What to work on:
Report back every line of the entries that contains "return", exactly as written.

Information provided:
■ ■ ■ ■ ■ ■ ■
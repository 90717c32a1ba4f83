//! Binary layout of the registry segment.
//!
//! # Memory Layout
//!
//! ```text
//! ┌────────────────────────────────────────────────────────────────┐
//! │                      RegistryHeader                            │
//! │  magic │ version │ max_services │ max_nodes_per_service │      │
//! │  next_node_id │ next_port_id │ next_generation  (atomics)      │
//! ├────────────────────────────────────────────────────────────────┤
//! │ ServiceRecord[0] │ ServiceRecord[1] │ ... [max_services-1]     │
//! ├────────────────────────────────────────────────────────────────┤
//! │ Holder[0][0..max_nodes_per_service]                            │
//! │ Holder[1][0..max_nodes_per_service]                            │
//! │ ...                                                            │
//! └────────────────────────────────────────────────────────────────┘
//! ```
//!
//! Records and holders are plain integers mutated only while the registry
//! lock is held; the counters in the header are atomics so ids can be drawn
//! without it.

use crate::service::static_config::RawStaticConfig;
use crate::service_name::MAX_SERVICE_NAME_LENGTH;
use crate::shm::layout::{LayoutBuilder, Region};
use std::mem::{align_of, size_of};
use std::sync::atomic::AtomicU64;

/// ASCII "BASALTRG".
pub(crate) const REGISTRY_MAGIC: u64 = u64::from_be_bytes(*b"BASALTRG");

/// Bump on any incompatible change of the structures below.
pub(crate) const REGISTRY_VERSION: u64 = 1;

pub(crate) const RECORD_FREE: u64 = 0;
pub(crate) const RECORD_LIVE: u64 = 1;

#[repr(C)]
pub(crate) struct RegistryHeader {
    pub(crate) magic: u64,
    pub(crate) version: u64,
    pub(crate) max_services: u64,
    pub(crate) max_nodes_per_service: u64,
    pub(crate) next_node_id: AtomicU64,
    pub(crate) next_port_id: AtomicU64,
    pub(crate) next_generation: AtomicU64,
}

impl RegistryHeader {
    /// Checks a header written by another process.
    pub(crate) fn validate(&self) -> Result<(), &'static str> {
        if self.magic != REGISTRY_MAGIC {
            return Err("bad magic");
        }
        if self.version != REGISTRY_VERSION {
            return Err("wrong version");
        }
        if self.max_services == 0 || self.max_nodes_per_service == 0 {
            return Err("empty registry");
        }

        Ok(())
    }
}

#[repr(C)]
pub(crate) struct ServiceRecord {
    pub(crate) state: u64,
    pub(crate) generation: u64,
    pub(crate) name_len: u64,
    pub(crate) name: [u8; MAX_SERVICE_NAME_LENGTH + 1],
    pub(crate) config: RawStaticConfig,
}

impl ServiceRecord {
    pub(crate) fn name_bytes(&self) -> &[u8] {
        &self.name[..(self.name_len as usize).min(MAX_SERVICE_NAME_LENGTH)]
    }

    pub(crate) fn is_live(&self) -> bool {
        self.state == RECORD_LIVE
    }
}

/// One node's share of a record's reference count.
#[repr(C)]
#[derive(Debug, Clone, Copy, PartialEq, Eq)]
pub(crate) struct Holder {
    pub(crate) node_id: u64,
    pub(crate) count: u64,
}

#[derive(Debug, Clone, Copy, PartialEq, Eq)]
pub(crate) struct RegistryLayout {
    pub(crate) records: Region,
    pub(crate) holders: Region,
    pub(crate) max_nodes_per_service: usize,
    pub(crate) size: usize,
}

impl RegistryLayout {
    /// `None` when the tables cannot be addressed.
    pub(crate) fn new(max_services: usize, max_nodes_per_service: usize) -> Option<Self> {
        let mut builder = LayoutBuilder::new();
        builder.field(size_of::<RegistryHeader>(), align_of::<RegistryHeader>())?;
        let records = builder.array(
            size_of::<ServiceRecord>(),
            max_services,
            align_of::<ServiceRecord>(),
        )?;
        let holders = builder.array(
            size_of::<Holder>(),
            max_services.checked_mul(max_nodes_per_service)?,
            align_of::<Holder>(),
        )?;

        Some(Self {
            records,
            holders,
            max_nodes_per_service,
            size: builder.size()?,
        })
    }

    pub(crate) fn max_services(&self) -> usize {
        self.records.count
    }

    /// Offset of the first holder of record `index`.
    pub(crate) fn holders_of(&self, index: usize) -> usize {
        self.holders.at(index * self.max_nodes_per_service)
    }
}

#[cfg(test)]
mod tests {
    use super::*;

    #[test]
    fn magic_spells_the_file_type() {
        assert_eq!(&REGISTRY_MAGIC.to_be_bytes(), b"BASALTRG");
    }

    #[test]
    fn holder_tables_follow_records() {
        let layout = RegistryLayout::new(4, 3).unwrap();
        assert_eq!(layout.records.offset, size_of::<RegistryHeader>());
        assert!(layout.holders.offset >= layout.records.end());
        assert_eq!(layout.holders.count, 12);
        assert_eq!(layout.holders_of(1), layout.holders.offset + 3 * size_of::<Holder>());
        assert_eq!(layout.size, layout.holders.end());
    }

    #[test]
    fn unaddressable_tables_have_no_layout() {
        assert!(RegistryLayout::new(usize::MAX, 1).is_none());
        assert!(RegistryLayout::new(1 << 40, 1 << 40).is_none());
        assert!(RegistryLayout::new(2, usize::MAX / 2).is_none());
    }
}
■ ■ ■ ■ ■ ■ ■
Response area:
            return Err("bad magic");
            return Err("wrong version");
            return Err("empty registry");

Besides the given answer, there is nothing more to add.